A 27‐year‐old right‐handed Portuguese female reported stuttering speech, unsteady gait, and slow movements since the age of 4 years, unrelated to trauma, fever, or other precipitants. During childhood and adolescence, she performed poorly at sports and failed three school years because of learning disability. She completed high school, but lost successive jobs because of slowness of movement, particularly with the left hand, which prevented skilled accomplishment of manual tasks. She also reported small handwriting. Her medical record was otherwise unremarkable with nonconsanguineous parents nor other relevant family history.
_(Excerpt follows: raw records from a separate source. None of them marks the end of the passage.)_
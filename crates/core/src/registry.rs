use std::cell::RefCell;
use std::collections::{BTreeSet, VecDeque};
use std::rc::Rc;

use scrollgate_protocol::{LockEvent, RegistrySnapshot, SectionId};
use tracing::debug;

use crate::config::{DEFAULT_JOURNAL_CAPACITY, ScrollLockConfig};
use crate::error::SuppressionError;
use crate::suppress::ScrollSuppressor;

/// Page-scoped authority on whether page scrolling is suppressed.
///
/// Cloning yields another handle to the same lock set. Create one per page
/// load at the page root and hand clones to every section.
///
/// Suppression is active iff the lock set is non-empty. The suppression
/// primitive is only called when those two disagree, so it sees exactly one
/// `apply` per empty → non-empty transition and one `remove` per
/// non-empty → empty transition. The primitive must not call back into the
/// registry.
///
/// [`LockRegistry::teardown`] closes the registry for good: later lock
/// requests from sections that are still mounted are ignored, so a
/// torn-down page never suppresses scrolling again.
#[derive(Clone)]
pub struct LockRegistry {
    inner: Rc<RefCell<RegistryInner>>,
}

struct RegistryInner {
    holders: BTreeSet<SectionId>,
    /// Last state the primitive successfully reached.
    suppressed: bool,
    suppressor: Box<dyn ScrollSuppressor>,
    journal: VecDeque<LockEvent>,
    journal_capacity: usize,
    closed: bool,
}

impl LockRegistry {
    pub fn new(suppressor: impl ScrollSuppressor + 'static) -> Self {
        Self::with_journal_capacity(suppressor, DEFAULT_JOURNAL_CAPACITY)
    }

    pub fn with_config(
        config: &ScrollLockConfig,
        suppressor: impl ScrollSuppressor + 'static,
    ) -> Self {
        Self::with_journal_capacity(suppressor, config.journal_capacity)
    }

    fn with_journal_capacity(
        suppressor: impl ScrollSuppressor + 'static,
        journal_capacity: usize,
    ) -> Self {
        Self {
            inner: Rc::new(RefCell::new(RegistryInner {
                holders: BTreeSet::new(),
                suppressed: false,
                suppressor: Box::new(suppressor),
                journal: VecDeque::new(),
                journal_capacity,
                closed: false,
            })),
        }
    }

    /// Add `id` to the lock set. Requesting a lock already held, or any
    /// lock after teardown, is a no-op.
    pub fn request_lock(&self, id: &SectionId) -> Result<(), SuppressionError> {
        let mut inner = self.inner.borrow_mut();
        if inner.closed {
            debug!(section = %id, "lock request after teardown ignored");
        } else if inner.holders.insert(id.clone()) {
            debug!(section = %id, holders = inner.holders.len(), "scroll lock acquired");
            inner.record(LockEvent::Locked {
                section: id.clone(),
            });
        }
        inner.reconcile()
    }

    /// Remove `id` from the lock set. Releasing an id that holds no lock,
    /// including one from a section that already unmounted, is a no-op.
    pub fn release_lock(&self, id: &str) -> Result<(), SuppressionError> {
        let mut inner = self.inner.borrow_mut();
        if let Some(section) = inner.holders.take(id) {
            debug!(section = %section, holders = inner.holders.len(), "scroll lock released");
            inner.record(LockEvent::Released { section });
        }
        inner.reconcile()
    }

    /// Clear every lock and lift suppression when the page unmounts. Later
    /// lock requests are ignored.
    pub fn teardown(&self) -> Result<(), SuppressionError> {
        let mut inner = self.inner.borrow_mut();
        inner.closed = true;
        let released = std::mem::take(&mut inner.holders);
        if !released.is_empty() {
            debug!(count = released.len(), "releasing remaining locks on teardown");
        }
        for section in released {
            inner.record(LockEvent::Released { section });
        }
        inner.reconcile()
    }

    /// Whether [`LockRegistry::teardown`] has run.
    pub fn is_closed(&self) -> bool {
        self.inner.borrow().closed
    }

    pub fn is_suppressed(&self) -> bool {
        self.inner.borrow().suppressed
    }

    pub fn is_locked(&self, id: &str) -> bool {
        self.inner.borrow().holders.contains(id)
    }

    /// Current lock holders, sorted ascending.
    pub fn holders(&self) -> Vec<SectionId> {
        self.inner.borrow().holders.iter().cloned().collect()
    }

    pub fn len(&self) -> usize {
        self.inner.borrow().holders.len()
    }

    pub fn is_empty(&self) -> bool {
        self.inner.borrow().holders.is_empty()
    }

    pub fn snapshot(&self) -> RegistrySnapshot {
        let inner = self.inner.borrow();
        RegistrySnapshot {
            holders: inner.holders.iter().cloned().collect(),
            suppressed: inner.suppressed,
        }
    }

    /// Take every journaled event, oldest first.
    pub fn drain_events(&self) -> Vec<LockEvent> {
        self.inner.borrow_mut().journal.drain(..).collect()
    }
}

impl std::fmt::Debug for LockRegistry {
    fn fmt(&self, f: &mut std::fmt::Formatter<'_>) -> std::fmt::Result {
        let inner = self.inner.borrow();
        f.debug_struct("LockRegistry")
            .field("holders", &inner.holders)
            .field("suppressed", &inner.suppressed)
            .field("closed", &inner.closed)
            .finish_non_exhaustive()
    }
}

impl RegistryInner {
    fn reconcile(&mut self) -> Result<(), SuppressionError> {
        let wanted = !self.holders.is_empty();
        if wanted == self.suppressed {
            return Ok(());
        }
        if wanted {
            self.suppressor.apply()?;
            debug!("page scroll suppressed");
            self.record(LockEvent::SuppressionApplied);
        } else {
            self.suppressor.remove()?;
            debug!("page scroll restored");
            self.record(LockEvent::SuppressionRemoved);
        }
        self.suppressed = wanted;
        Ok(())
    }

    fn record(&mut self, event: LockEvent) {
        if self.journal_capacity == 0 {
            return;
        }
        if self.journal.len() >= self.journal_capacity {
            self.journal.pop_front();
        }
        self.journal.push_back(event);
    }
}

#[cfg(test)]
mod tests {
    use super::*;
    use crate::suppress::testing::FlakySuppressor;
    use crate::suppress::{FlagSuppressor, SuppressionProbe};

    fn registry() -> (LockRegistry, SuppressionProbe) {
        let suppressor = FlagSuppressor::new();
        let probe = suppressor.probe();
        (LockRegistry::new(suppressor), probe)
    }

    fn lock(reg: &LockRegistry, id: &str) {
        reg.request_lock(&id.into()).expect("flag suppressor never fails");
    }

    fn release(reg: &LockRegistry, id: &str) {
        reg.release_lock(id).expect("flag suppressor never fails");
    }

    #[test]
    fn request_is_idempotent() {
        let (reg, probe) = registry();
        lock(&reg, "hero");
        lock(&reg, "hero");
        assert_eq!(reg.holders(), vec![SectionId::from("hero")]);
        assert!(reg.is_suppressed());
        assert_eq!(probe.applies(), 1);
    }

    #[test]
    fn release_is_idempotent_and_tolerates_stale_ids() {
        let (reg, probe) = registry();
        release(&reg, "never-mounted");
        assert_eq!(probe.removes(), 0);

        lock(&reg, "hero");
        release(&reg, "hero");
        release(&reg, "hero");
        assert!(reg.is_empty());
        assert!(!reg.is_suppressed());
        assert_eq!((probe.applies(), probe.removes()), (1, 1));
    }

    #[test]
    fn suppression_follows_set_emptiness() {
        let (reg, probe) = registry();
        let ids: Vec<SectionId> = ["a", "b", "c", "d"]
            .into_iter()
            .map(SectionId::from)
            .collect();

        // xorshift keeps the sequence deterministic.
        let mut x: u32 = 0x9E37_79B9;
        for _ in 0..500 {
            x ^= x << 13;
            x ^= x >> 17;
            x ^= x << 5;
            let id = &ids[(x % 4) as usize];
            let result = if x & 0x100 == 0 {
                reg.request_lock(id)
            } else {
                reg.release_lock(id.as_str())
            };
            assert!(result.is_ok());
            assert_eq!(reg.is_suppressed(), !reg.is_empty());
            assert_eq!(probe.is_active(), !reg.is_empty());
        }
        assert!(probe.applies() >= probe.removes());
        assert!(probe.applies() - probe.removes() <= 1);
    }

    #[test]
    fn second_holder_does_not_reapply() {
        let (reg, probe) = registry();
        lock(&reg, "hero");
        lock(&reg, "gallery");
        release(&reg, "hero");
        assert!(reg.is_suppressed());
        assert!(reg.is_locked("gallery"));
        assert!(!reg.is_locked("hero"));
        assert_eq!((probe.applies(), probe.removes()), (1, 0));
    }

    #[test]
    fn failed_apply_fails_open_and_retries() {
        let flaky = FlakySuppressor::default();
        flaky.failing.set(true);
        let reg = LockRegistry::new(flaky.clone());

        let err = reg.request_lock(&"hero".into());
        assert_eq!(err, Err(SuppressionError::apply("document has no body")));
        // Membership is recorded; scrolling stays available.
        assert!(reg.is_locked("hero"));
        assert!(!reg.is_suppressed());
        assert!(!flaky.active.get());

        flaky.failing.set(false);
        assert!(reg.request_lock(&"hero".into()).is_ok());
        assert!(reg.is_suppressed());
        assert!(flaky.active.get());
    }

    #[test]
    fn teardown_clears_everything() {
        let (reg, probe) = registry();
        lock(&reg, "hero");
        lock(&reg, "gallery");
        assert!(reg.teardown().is_ok());
        assert!(reg.is_empty());
        assert!(reg.is_closed());
        assert!(!probe.is_active());
        assert_eq!(probe.removes(), 1);
        // A second teardown has nothing left to do.
        assert!(reg.teardown().is_ok());
        assert_eq!(probe.removes(), 1);
    }

    #[test]
    fn requests_after_teardown_are_ignored() {
        let (reg, probe) = registry();
        lock(&reg, "hero");
        assert!(reg.teardown().is_ok());
        reg.drain_events();

        lock(&reg, "gallery");
        assert!(reg.is_empty());
        assert!(!reg.is_suppressed());
        assert!(!probe.is_active());
        assert_eq!(probe.applies(), 1);
        assert!(reg.drain_events().is_empty());
    }

    #[test]
    fn failed_teardown_retries_removal_on_next_call() {
        let flaky = FlakySuppressor::default();
        let reg = LockRegistry::new(flaky.clone());
        lock(&reg, "hero");
        assert!(flaky.active.get());

        flaky.failing.set(true);
        assert!(reg.teardown().is_err());
        assert!(reg.is_suppressed());

        flaky.failing.set(false);
        lock(&reg, "hero");
        assert!(reg.is_empty());
        assert!(!reg.is_suppressed());
        assert!(!flaky.active.get());
    }

    #[test]
    fn journal_records_only_effective_changes() {
        let (reg, _) = registry();
        let hero = SectionId::from("hero");
        lock(&reg, "hero");
        lock(&reg, "hero");
        release(&reg, "gallery");
        release(&reg, "hero");
        assert_eq!(
            reg.drain_events(),
            vec![
                LockEvent::Locked {
                    section: hero.clone()
                },
                LockEvent::SuppressionApplied,
                LockEvent::Released { section: hero },
                LockEvent::SuppressionRemoved,
            ]
        );
        assert!(reg.drain_events().is_empty());
    }

    #[test]
    fn journal_is_bounded() {
        let config = ScrollLockConfig {
            journal_capacity: 2,
            ..ScrollLockConfig::default()
        };
        let reg = LockRegistry::with_config(&config, FlagSuppressor::new());
        lock(&reg, "a");
        lock(&reg, "b");
        assert_eq!(
            reg.drain_events(),
            vec![
                LockEvent::SuppressionApplied,
                LockEvent::Locked {
                    section: "b".into()
                },
            ]
        );

        let silent = LockRegistry::with_config(
            &ScrollLockConfig {
                journal_capacity: 0,
                ..ScrollLockConfig::default()
            },
            FlagSuppressor::new(),
        );
        lock(&silent, "a");
        assert!(silent.drain_events().is_empty());
    }

    #[test]
    fn clones_share_state() {
        let (reg, _) = registry();
        let other = reg.clone();
        lock(&other, "hero");
        assert!(reg.is_locked("hero"));
        assert!(other.teardown().is_ok());
        assert!(reg.is_closed());
    }

    #[test]
    fn snapshot_is_sorted() {
        let (reg, _) = registry();
        lock(&reg, "hero");
        lock(&reg, "gallery");
        let snap = reg.snapshot();
        assert_eq!(
            snap.holders,
            vec![SectionId::from("gallery"), SectionId::from("hero")]
        );
        assert!(snap.suppressed);
    }
}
The patient came to our movement disorders clinic at the age of 24. We observed dysphemia, hypophonia, mild hypomimia, and sialorrhea. There was mild rigidity of both upper limbs and neck, mild bradykinesia of the right hand, and micrography, but no tremor; subtle right‐hand dystonia was noted. Laboratory testing, including copper and ceruloplasmin, was normal, as was brain MRI (1.5 Tesla). Neuropsychological assessment showed mild executive dysfunction. Dopamine transporter single‐photon emission computed tomography with ioflupane I‐123 (DaTSCAN) disclosed marked bilateral loss of striatal presynaptic dopamine transporters (Figure 1). She was not being treated and was then prescribed levodopa up to 400 mg/day, with improvement of motor symptoms and overall quality of life (Video 1). Genetic testing excluded parkin gene mutations and revealed homozygous c.665C > T (p.Pro222Leu) mutations in exon 7 of the PRKRA gene, thus confirming the diagnosis of DYT‐PRKRA (previously DYT16). Meanwhile, the patient wanted to become pregnant and was weaned off l‐dopa after discussing this issue.
Figure 1.
DaTSCAN. Marked bilateral loss of presynaptic dopamine transporters is seen in the striatum, with clear putaminal predominance.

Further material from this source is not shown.